Le 21 mai 2009, Ali Salem Al-Bid, exilé d'abord à Oman puis en Autriche, proclame à nouveau la République démocratique du Yémen. Le dirigeant ne parle pas de sécession ou de séparatisme, mais de dissociation ou de « déliaison ». Il n'entend pas s'opposer à l'unité, mais reproche au pouvoir arbitraire d'Ali Abdullah Saleh de ne pas l'avoir permise, en tenant les populations du Sud pour des citoyens de seconde zone. Il s'appuie sur les résolutions prises en 1994 par le Conseil des Nations unies, dont il considère qu'elles peuvent constituer la base juridique d'une dissociation du Yémen du Sud.
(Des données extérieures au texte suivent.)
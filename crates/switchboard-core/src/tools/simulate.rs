//! Prompt rewriting and reply scanning for engines without native tools.
//!
//! Every prompt lists the available tools. The engine asks for one with a
//! request block:
//!
//! ```text
//! <<<TOOL_REQUEST name=lint>>>
//! {"path": "src/lib.rs"}
//! <<<END_TOOL_REQUEST>>>
//! ```
//!
//! and is told to wrap what it takes from the output in a result block:
//!
//! ```text
//! <<<TOOL_RESULT id=call_abc>>>
//! ...
//! <<<END_TOOL_RESULT>>>
//! ```

use log::warn;
use regex::Regex;
use serde_json::{Map, Value};
use std::sync::LazyLock;

use super::call::ToolCall;
use super::{ToolDescriptor, ToolOutput};

static TOOL_RESULT_RE: LazyLock<Regex> = LazyLock::new(|| {
    Regex::new(r"(?s)<<<TOOL_RESULT id=([A-Za-z0-9_\-]+)>>>(.*?)<<<END_TOOL_RESULT>>>").unwrap()
});

static TOOL_REQUEST_RE: LazyLock<Regex> = LazyLock::new(|| {
    Regex::new(r"(?s)<<<TOOL_REQUEST name=([A-Za-z0-9_:.\-]+)>>>(.*?)<<<END_TOOL_REQUEST>>>")
        .unwrap()
});

/// A tool call asked for in a reply.
#[derive(Debug, Clone, PartialEq)]
pub struct ToolRequest {
    pub tool_name: String,
    pub arguments: Map<String, Value>,
}

/// Preamble that tells the engine which tools exist and how to ask for one.
/// `None` when there is nothing to offer.
pub fn advertise_tools(tools: &[ToolDescriptor]) -> Option<String> {
    if tools.is_empty() {
        return None;
    }
    let listing = tools
        .iter()
        .map(|descriptor| {
            let schema = serde_json::to_string(&descriptor.schema).unwrap_or_default();
            if descriptor.description.is_empty() {
                format!("- {} (arguments: {})", descriptor.name, schema)
            } else {
                format!(
                    "- {}: {} (arguments: {})",
                    descriptor.name, descriptor.description, schema
                )
            }
        })
        .collect::<Vec<_>>()
        .join("\n");

    Some(format!(
        "You can use these tools:\n\
         {listing}\n\
         \n\
         To use one, end your reply with a request block and wait for the result:\n\
         <<<TOOL_REQUEST name=TOOL>>>\n\
         {{\"argument\": \"value\"}}\n\
         <<<END_TOOL_REQUEST>>>\n\
         The output comes back in a later message. Repeat what you take from it \
         between <<<TOOL_RESULT id=...>>> and <<<END_TOOL_RESULT>>> as that message asks."
    ))
}

/// Tool requests in `reply`, in order. Requests whose body is not a JSON
/// object are skipped.
pub fn parse_tool_requests(reply: &str) -> Vec<ToolRequest> {
    TOOL_REQUEST_RE
        .captures_iter(reply)
        .filter_map(|caps| {
            let body = caps[2].trim();
            let arguments = if body.is_empty() {
                Map::new()
            } else {
                match serde_json::from_str::<Value>(body) {
                    Ok(Value::Object(arguments)) => arguments,
                    _ => {
                        warn!("Skipping {} request: arguments are not a JSON object", &caps[1]);
                        return None;
                    }
                }
            };
            Some(ToolRequest {
                tool_name: caps[1].to_string(),
                arguments,
            })
        })
        .collect()
}

/// Build the prompt that asks the engine to report the tool's result.
pub fn rewrite_prompt(descriptor: &ToolDescriptor, call: &ToolCall, output: &ToolOutput) -> String {
    let schema = serde_json::to_string_pretty(&descriptor.schema).unwrap_or_default();
    let arguments = serde_json::Value::Object(call.arguments.clone());
    let status = if output.is_error {
        "The tool reported an error:"
    } else {
        "The tool returned:"
    };
    let description = if descriptor.description.is_empty() {
        String::new()
    } else {
        format!(" {}", descriptor.description)
    };

    format!(
        "You invoked the tool `{name}`.{description}\n\
         \n\
         Argument schema:\n\
         {schema}\n\
         \n\
         Invocation {id} with arguments:\n\
         {arguments}\n\
         \n\
         {status}\n\
         {text}\n\
         \n\
         Reply with the result you take from this tool, wrapped exactly as follows, then continue:\n\
         <<<TOOL_RESULT id={id}>>>\n\
         (result)\n\
         <<<END_TOOL_RESULT>>>",
        name = descriptor.name,
        id = call.invocation_id,
        text = output.text.trim_end(),
    )
}

/// Text of the last delimited block for `invocation_id`, trimmed.
pub fn extract_result(reply: &str, invocation_id: &str) -> Option<String> {
    TOOL_RESULT_RE
        .captures_iter(reply)
        .filter(|caps| &caps[1] == invocation_id)
        .last()
        .map(|caps| caps[2].trim().to_string())
}
impl SessionPort for SessionDriver {
    fn append_turn(
        &self,
        session_id: &SessionId,
        role: Role,
        content: TurnContent,
    ) -> Result<Turn> {
        self.registry.append_turn(session_id, role, content, None)
    }

    fn record_invocation(&self, session_id: &SessionId, invocation: ToolInvocation) -> Result<()> {
        self.registry.record_invocation(session_id, invocation)?;
        Ok(())
    }

    fn record_result(&self, session_id: &SessionId, result: ToolResult) -> Result<()> {
        self.registry.resolve_tool_result(session_id, result)?;
        Ok(())
    }

    fn publish_call(&self, session_id: &SessionId, call: &ToolCall) -> Result<()> {
        self.registry.publish(
            session_id,
            SessionEventKind::ToolCall {
                invocation_id: call.invocation_id.clone(),
                tool_name: call.tool_name.clone(),
                state: call.state,
            },
        )?;
        Ok(())
    }

    fn inject(&self, session_id: &SessionId, text: &str) -> Result<()> {
        self.registry.push_pending_context(session_id, text)
    }

    fn project_root(&self, session_id: &SessionId) -> Result<PathBuf> {
        self.registry.read(session_id, |session| session.project_root.clone())
    }

    fn prompt_and_collect<'a>(
        &'a self,
        session_id: &'a SessionId,
        prompt: String,
    ) -> PromptFuture<'a> {
        Box::pin(self.send_prompt_and_wait(session_id, prompt))
    }
}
Aujourd'hui, le Conseil supérieur du mouvement sudiste, fonctionnant de façon très décentralisée, s'appuie sur un spectre très large, allant des islamistes aux cadres du PSY : il est dirigé par Hassan Ba'oum, un ancien cadre du PSY et son vice-président autoproclamé est Tarek El-Fadli, un ancien djihadiste d'Afghanistan, dont la soeur est mariée au frère d'Ali Abdullah Saleh. Ancré dans les zones tribales, il commence à s'appuyer sur une force armée : pas un jour ne se passe sans accrochages entre l'armée et les hommes de tribus qui ont prêté allégeance au mouvement sudiste. Désormais, les portraits d'Ali Salem Al-Bid, comme le drapeau de la République démocratique populaire du Yémen, sont brandis dans les manifestations. Le mouvement se revendique encore comme pacifiste, mais il pourrait passer rapidement à la lutte armée si le régime poursuivait sa politique de répression tous azimuts, tentant de le criminaliser en l'associant à Al-Qaida et en l'accusant de séparatisme, ultime tabou.